What you need to do: All of the data below needs to be set down once more, exactly as written.

Start of Material shown

//! Connection directory port.

/// Metadata the transport layer holds for one live connection.
#[derive(Debug, Clone)]
pub struct ConnectionRecord {
    pub connection_id: String,
    /// Authenticated user, when the transport resolved one.
    pub user_id: Option<String>,
    /// Client-declared display name, if any.
    pub display_name: Option<String>,
}

/// Lookup of live connection metadata.
///
/// Synchronous: the production registry is an in-process map. A missing
/// record is not an error; the relay treats the connection as anonymous.
pub trait ConnectionDirectory: Send + Sync {
    fn lookup(&self, connection_id: &str) -> Option<ConnectionRecord>;
}
//! Application state wiring the relay pipeline together.
//!
//! The relay service is generic over its port traits; AppState pins it to
//! the concrete infra implementations (SQLite store, HTTP generation
//! client) and the in-process connection registry.

use std::path::PathBuf;
use std::sync::Arc;

use chatrelay_core::relay::{RelayService, TurnGate};
use chatrelay_infra::backend::HttpGenerationClient;
use chatrelay_infra::config::{data_dir, load_relay_config};
use chatrelay_infra::sqlite::{DatabasePool, SqliteSessionStore};

use crate::registry::ConnectionRegistry;

/// The relay service pinned to its production implementations. The
/// registry serves as both delivery channel and connection directory.
pub type ConcreteRelayService =
    RelayService<SqliteSessionStore, HttpGenerationClient, ConnectionRegistry, ConnectionRegistry>;

/// Shared application state for the WebSocket transport.
#[derive(Clone)]
pub struct AppState {
    pub relay: Arc<ConcreteRelayService>,
    pub registry: Arc<ConnectionRegistry>,
    pub gate: Arc<TurnGate>,
    pub data_dir: PathBuf,
    pub db_pool: DatabasePool,
}

impl AppState {
    /// Initialize the application state: load config, open the database,
    /// connect the generation backend, wire the relay service.
    pub async fn init() -> anyhow::Result<Self> {
        let data_dir = data_dir();
        tokio::fs::create_dir_all(&data_dir).await?;

        let config = load_relay_config(&data_dir).await;

        let db_url = format!(
            "sqlite://{}?mode=rwc",
            data_dir.join("chatrelay.db").display()
        );
        let db_pool = DatabasePool::new(&db_url).await?;
        let store = Arc::new(SqliteSessionStore::new(db_pool.clone()));

        let backend = Arc::new(HttpGenerationClient::connect(config.backend.clone()).await?);

        let registry = Arc::new(ConnectionRegistry::new());
        let relay = Arc::new(RelayService::new(
            &config,
            store,
            backend,
            registry.clone(),
            registry.clone(),
        ));
        let gate = relay.gate();

        Ok(Self {
            relay,
            registry,
            gate,
            data_dir,
            db_pool,
        })
    }
}
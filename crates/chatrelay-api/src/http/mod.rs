//! HTTP/WebSocket transport layer.

pub mod handlers;
pub mod router;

End of Material shown

Problem solution:
//! Connection directory port.

/// Metadata the transport layer holds for one live connection.
#[derive(Debug, Clone)]
pub struct ConnectionRecord {
    pub connection_id: String,
    /// Authenticated user, when the transport resolved one.
    pub user_id: Option<String>,
    /// Client-declared display name, if any.
    pub display_name: Option<String>,
}

/// Lookup of live connection metadata.
///
/// Synchronous: the production registry is an in-process map. A missing
/// record is not an error; the relay treats the connection as anonymous.
pub trait ConnectionDirectory: Send + Sync {
    fn lookup(&self, connection_id: &str) -> Option<ConnectionRecord>;
}
//! Application state wiring the relay pipeline together.
//!
//! The relay service is generic over its port traits; AppState pins it to
//! the concrete infra implementations (SQLite store, HTTP generation
//! client) and the in-process connection registry.

use std::path::PathBuf;
use std::sync::Arc;

use chatrelay_core::relay::{RelayService, TurnGate};
use chatrelay_infra::backend::HttpGenerationClient;
use chatrelay_infra::config::{data_dir, load_relay_config};
use chatrelay_infra::sqlite::{DatabasePool, SqliteSessionStore};

use crate::registry::ConnectionRegistry;

/// The relay service pinned to its production implementations. The
/// registry serves as both delivery channel and connection directory.
pub type ConcreteRelayService =
    RelayService<SqliteSessionStore, HttpGenerationClient, ConnectionRegistry, ConnectionRegistry>;

/// Shared application state for the WebSocket transport.
#[derive(Clone)]
pub struct AppState {
    pub relay: Arc<ConcreteRelayService>,
    pub registry: Arc<ConnectionRegistry>,
    pub gate: Arc<TurnGate>,
    pub data_dir: PathBuf,
    pub db_pool: DatabasePool,
}

impl AppState {
    /// Initialize the application state: load config, open the database,
    /// connect the generation backend, wire the relay service.
    pub async fn init() -> anyhow::Result<Self> {
        let data_dir = data_dir();
        tokio::fs::create_dir_all(&data_dir).await?;

        let config = load_relay_config(&data_dir).await;

        let db_url = format!(
            "sqlite://{}?mode=rwc",
            data_dir.join("chatrelay.db").display()
        );
        let db_pool = DatabasePool::new(&db_url).await?;
        let store = Arc::new(SqliteSessionStore::new(db_pool.clone()));

        let backend = Arc::new(HttpGenerationClient::connect(config.backend.clone()).await?);

        let registry = Arc::new(ConnectionRegistry::new());
        let relay = Arc::new(RelayService::new(
            &config,
            store,
            backend,
            registry.clone(),
            registry.clone(),
        ));
        let gate = relay.gate();

        Ok(Self {
            relay,
            registry,
            gate,
            data_dir,
            db_pool,
        })
    }
}
filename crates/chatrelay-api/src/http/mod.rs
//! HTTP/WebSocket transport layer.

pub mod handlers;
pub mod router;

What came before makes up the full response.